───── RECORDS SUPPLIED

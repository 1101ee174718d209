//! Supported shipping countries.

use serde::{Deserialize, Serialize};

/// Error returned when a country code is not in the supported set.
#[derive(thiserror::Error, Debug, Clone, PartialEq, Eq)]
#[error("unsupported country code: {0}")]
pub struct CountryCodeError(pub String);

/// Country codes accepted for addresses.
#[derive(Debug, Clone, Copy, PartialEq, Eq, Hash, Serialize, Deserialize)]
#[cfg_attr(feature = "postgres", derive(sqlx::Type))]
#[cfg_attr(
    feature = "postgres",
    sqlx(type_name = "storefront.country_code", rename_all = "lowercase")
)]
#[serde(rename_all = "lowercase")]
pub enum CountryCode {
    /// United Kingdom.
    Uk,
    /// United States of America.
    Us,
}

impl CountryCode {
    /// All supported codes, in display order.
    pub const ALL: [Self; 2] = [Self::Uk, Self::Us];

    /// The stored two-letter code.
    #[must_use]
    pub const fn code(self) -> &'static str {
        match self {
            Self::Uk => "uk",
            Self::Us => "us",
        }
    }

    /// Human-readable country name.
    #[must_use]
    pub const fn name(self) -> &'static str {
        match self {
            Self::Uk => "United Kingdom",
            Self::Us => "United States of America",
        }
    }
}

impl std::fmt::Display for CountryCode {
    fn fmt(&self, f: &mut std::fmt::Formatter<'_>) -> std::fmt::Result {
        f.write_str(self.code())
    }
}

impl std::str::FromStr for CountryCode {
    type Err = CountryCodeError;

    fn from_str(s: &str) -> Result<Self, Self::Err> {
        match s.trim().to_ascii_lowercase().as_str() {
            "uk" => Ok(Self::Uk),
            "us" => Ok(Self::Us),
            _ => Err(CountryCodeError(s.to_owned())),
        }
    }
}

#[cfg(test)]
#[allow(clippy::unwrap_used)]
mod tests {
    use super::*;

    #[test]
    fn test_parse_is_case_insensitive() {
        assert_eq!("UK".parse::<CountryCode>().unwrap(), CountryCode::Uk);
        assert_eq!("us".parse::<CountryCode>().unwrap(), CountryCode::Us);
    }

    #[test]
    fn test_parse_rejects_unknown() {
        assert!("fr".parse::<CountryCode>().is_err());
    }

    #[test]
    fn test_serde_uses_lowercase_codes() {
        assert_eq!(serde_json::to_string(&CountryCode::Uk).unwrap(), "\"uk\"");
        let parsed: CountryCode = serde_json::from_str("\"us\"").unwrap();
        assert_eq!(parsed, CountryCode::Us);
    }
}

──────────

_YOUR GOAL_: In the entries above, find the line with "Human-readable country name." and the line with "impl std::fmt::Display for", then restate word for word both of them and every line between, with nothing more.

_TASK OUTPUT_:
    /// Human-readable country name.
    #[must_use]
    pub const fn name(self) -> &'static str {
        match self {
            Self::Uk => "United Kingdom",
            Self::Us => "United States of America",
        }
    }
}

impl std::fmt::Display for CountryCode {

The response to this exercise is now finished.